**Work instructions**
Please tally the lines of the listing that hold the string "HandlerFailed", and reply with that total only.

**Data excerpts**
═══
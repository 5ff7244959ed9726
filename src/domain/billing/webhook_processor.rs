//! Webhook processor - claims, dispatches and finalises provider events.
//!
//! ## Design
//!
//! 1. Claim the idempotency key with an insert-if-absent `processing` row
//! 2. Dispatch to the handler registered for the event type
//! 3. Mark the row `processed`, or `failed` with the error text
//!
//! ## Race Condition Handling
//!
//! Concurrent deliveries of one key race on the claim insert (PRIMARY KEY
//! on `event_id`). Exactly one wins; the others observe `Duplicate` with
//! the row's current status and never reach a handler.
//!
//! A `failed` row is terminal. A redelivery after a handler failure is
//! answered as a duplicate and the handler does not run again.

use std::sync::Arc;

use async_trait::async_trait;

use crate::ports::WebhookEventRepository;

use super::errors::WebhookError;
use super::polar_event::{PolarEvent, PolarEventType};
use super::webhook_event::{ClaimOutcome, WebhookEventStatus};

/// Handler for one family of provider events.
///
/// Attribution problems (unknown user, unmapped product) are logged and
/// returned as `Ok(())`; only infrastructure failures are errors.
#[async_trait]
pub trait BillingEventHandler: Send + Sync {
    /// Event types this handler is registered for.
    fn handles(&self) -> Vec<PolarEventType>;

    async fn handle(&self, event: &PolarEvent) -> Result<(), WebhookError>;
}

/// Routes events to handlers.
#[async_trait]
pub trait WebhookDispatcher: Send + Sync {
    fn get_handler(&self, event_type: &PolarEventType) -> Option<&dyn BillingEventHandler>;

    /// Dispatches to the registered handler.
    ///
    /// Returns `Err(WebhookError::Ignored)` for types with no handler.
    async fn dispatch(&self, event: &PolarEvent) -> Result<(), WebhookError> {
        let handler = event
            .handled_type()
            .and_then(|event_type| self.get_handler(&event_type));

        match handler {
            Some(handler) => handler.handle(event).await,
            None => Err(WebhookError::Ignored(format!(
                "No handler for event type: {}",
                event.event_type
            ))),
        }
    }
}

/// Result of a delivery that did not fail.
#[derive(Debug, Clone, Copy, PartialEq, Eq)]
pub enum WebhookOutcome {
    /// This delivery ran the handler (or acknowledged an unhandled type).
    Processed,
    /// Another delivery already claimed the key.
    Duplicate(WebhookEventStatus),
}

/// Processes each idempotency key at most once.
pub struct IdempotentWebhookProcessor {
    repository: Arc<dyn WebhookEventRepository>,
    dispatcher: Arc<dyn WebhookDispatcher>,
}

impl IdempotentWebhookProcessor {
    pub fn new(
        repository: Arc<dyn WebhookEventRepository>,
        dispatcher: Arc<dyn WebhookDispatcher>,
    ) -> Self {
        Self {
            repository,
            dispatcher,
        }
    }

    /// Claims `key`, dispatches `event` and records the result.
    ///
    /// # Returns
    ///
    /// - `Ok(WebhookOutcome::Processed)` - handler succeeded or type unhandled
    /// - `Ok(WebhookOutcome::Duplicate(_))` - key was already claimed
    /// - `Err(WebhookError::HandlerFailed(_))` - handler failed, row marked `failed`
    /// - `Err(WebhookError::Database(_))` - the claim itself failed
    pub async fn process(&self, key: &str, event: &PolarEvent) -> Result<WebhookOutcome, WebhookError> {
        match self.repository.try_claim(key, &event.event_type).await? {
            ClaimOutcome::Claimed => {}
            ClaimOutcome::Duplicate(status) => {
                tracing::info!(event_id = %key, status = %status, "Duplicate webhook delivery");
                return Ok(WebhookOutcome::Duplicate(status));
            }
        }

        let result = match self.dispatcher.dispatch(event).await {
            Ok(()) => Ok(()),
            Err(WebhookError::Ignored(reason)) => {
                tracing::info!(event_id = %key, event_type = %event.event_type, reason = %reason, "Unhandled webhook event acknowledged");
                Ok(())
            }
            Err(e) => Err(e),
        };

        let result = match result {
            Ok(()) => self
                .repository
                .mark_processed(key)
                .await
                .map_err(WebhookError::from),
            Err(e) => Err(e),
        };

        match result {
            Ok(()) => Ok(WebhookOutcome::Processed),
            Err(e) => {
                let message = e.to_string();
                tracing::error!(event_id = %key, event_type = %event.event_type, error = %message, "Webhook handler failed");
                if let Err(mark_err) = self.repository.mark_failed(key, &message).await {
                    tracing::error!(event_id = %key, error = %mark_err, "Failed to mark webhook event failed");
                }
                Err(WebhookError::HandlerFailed(message))
            }
        }
    }
}

#[cfg(test)]
mod tests {
    use super::*;
    use crate::adapters::memory::InMemoryWebhookEventRepository;
    use crate::domain::billing::polar_event::PolarEventKind;
    use crate::domain::billing::webhook_event::MAX_ERROR_LEN;
    use std::collections::HashMap;
    use std::sync::atomic::{AtomicU32, Ordering};

    // ══════════════════════════════════════════════════════════════
    // Test Infrastructure
    // ══════════════════════════════════════════════════════════════

    struct MockHandler {
        handles_types: Vec<PolarEventType>,
        call_count: AtomicU32,
        failure: Option<String>,
    }

    impl MockHandler {
        fn new(handles: Vec<PolarEventType>) -> Self {
            Self {
                handles_types: handles,
                call_count: AtomicU32::new(0),
                failure: None,
            }
        }

        fn failing(handles: Vec<PolarEventType>, message: &str) -> Self {
            Self {
                failure: Some(message.to_string()),
                ..Self::new(handles)
            }
        }

        fn call_count(&self) -> u32 {
            self.call_count.load(Ordering::SeqCst)
        }
    }

    #[async_trait]
    impl BillingEventHandler for MockHandler {
        fn handles(&self) -> Vec<PolarEventType> {
            self.handles_types.clone()
        }

        async fn handle(&self, _event: &PolarEvent) -> Result<(), WebhookError> {
            self.call_count.fetch_add(1, Ordering::SeqCst);
            match &self.failure {
                Some(msg) => Err(WebhookError::Database(msg.clone())),
                None => Ok(()),
            }
        }
    }

    struct MockDispatcher {
        handlers: HashMap<PolarEventType, Arc<MockHandler>>,
    }

    impl MockDispatcher {
        fn with(handler: Arc<MockHandler>) -> Self {
            let handlers = handler
                .handles()
                .into_iter()
                .map(|t| (t, handler.clone()))
                .collect();
            Self { handlers }
        }
    }

    #[async_trait]
    impl WebhookDispatcher for MockDispatcher {
        fn get_handler(&self, event_type: &PolarEventType) -> Option<&dyn BillingEventHandler> {
            self.handlers
                .get(event_type)
                .map(|h| h.as_ref() as &dyn BillingEventHandler)
        }
    }

    fn order_paid() -> PolarEvent {
        PolarEvent {
            id: Some("evt_1".into()),
            event_type: "order.paid".into(),
            timestamp: None,
            kind: PolarEventKind::OrderPaid(Default::default()),
        }
    }

    fn setup(
        handler: MockHandler,
    ) -> (
        IdempotentWebhookProcessor,
        Arc<MockHandler>,
        Arc<InMemoryWebhookEventRepository>,
    ) {
        let handler = Arc::new(handler);
        let repo = Arc::new(InMemoryWebhookEventRepository::new());
        let processor = IdempotentWebhookProcessor::new(
            repo.clone(),
            Arc::new(MockDispatcher::with(handler.clone())),
        );
        (processor, handler, repo)
    }

    // ══════════════════════════════════════════════════════════════
    // Processing
    // ══════════════════════════════════════════════════════════════

    #[tokio::test]
    async fn first_delivery_runs_handler_and_marks_processed() {
        let (processor, handler, repo) = setup(MockHandler::new(vec![PolarEventType::OrderPaid]));

        let outcome = processor.process("msg_1", &order_paid()).await.unwrap();

        assert_eq!(outcome, WebhookOutcome::Processed);
        assert_eq!(handler.call_count(), 1);
        let record = repo.find_by_event_id("msg_1").await.unwrap().unwrap();
        assert_eq!(record.status, WebhookEventStatus::Processed);
        assert!(record.processed_at.is_some());
    }

    #[tokio::test]
    async fn redelivery_is_duplicate_and_skips_handler() {
        let (processor, handler, _) = setup(MockHandler::new(vec![PolarEventType::OrderPaid]));

        processor.process("msg_1", &order_paid()).await.unwrap();
        let second = processor.process("msg_1", &order_paid()).await.unwrap();

        assert_eq!(second, WebhookOutcome::Duplicate(WebhookEventStatus::Processed));
        assert_eq!(handler.call_count(), 1);
    }

    #[tokio::test]
    async fn concurrent_deliveries_run_handler_once() {
        let (processor, handler, _) = setup(MockHandler::new(vec![PolarEventType::OrderPaid]));
        let processor = Arc::new(processor);
        let event = order_paid();

        let (a, b) = tokio::join!(
            processor.process("msg_race", &event),
            processor.process("msg_race", &event)
        );

        let outcomes = [a.unwrap(), b.unwrap()];
        assert_eq!(
            outcomes.iter().filter(|o| **o == WebhookOutcome::Processed).count(),
            1
        );
        assert_eq!(handler.call_count(), 1);
    }

    #[tokio::test]
    async fn unhandled_type_is_acknowledged_and_processed() {
        let (processor, handler, repo) = setup(MockHandler::new(vec![PolarEventType::OrderPaid]));
        let event = PolarEvent {
            id: None,
            event_type: "checkout.created".into(),
            timestamp: None,
            kind: PolarEventKind::Unhandled,
        };

        let outcome = processor.process("msg_2", &event).await.unwrap();

        assert_eq!(outcome, WebhookOutcome::Processed);
        assert_eq!(handler.call_count(), 0);
        let record = repo.find_by_event_id("msg_2").await.unwrap().unwrap();
        assert_eq!(record.status, WebhookEventStatus::Processed);
    }

    #[tokio::test]
    async fn handler_failure_marks_failed_and_is_never_retried() {
        let (processor, handler, repo) = setup(MockHandler::failing(
            vec![PolarEventType::OrderPaid],
            &"x".repeat(2000),
        ));

        let first = processor.process("msg_3", &order_paid()).await;
        assert!(matches!(first, Err(WebhookError::HandlerFailed(_))));

        let record = repo.find_by_event_id("msg_3").await.unwrap().unwrap();
        assert_eq!(record.status, WebhookEventStatus::Failed);
        assert_eq!(record.error.unwrap().chars().count(), MAX_ERROR_LEN);

        let retry = processor.process("msg_3", &order_paid()).await.unwrap();
        assert_eq!(retry, WebhookOutcome::Duplicate(WebhookEventStatus::Failed));
        assert_eq!(handler.call_count(), 1);
    }
}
═══
**Solution to this problem**
3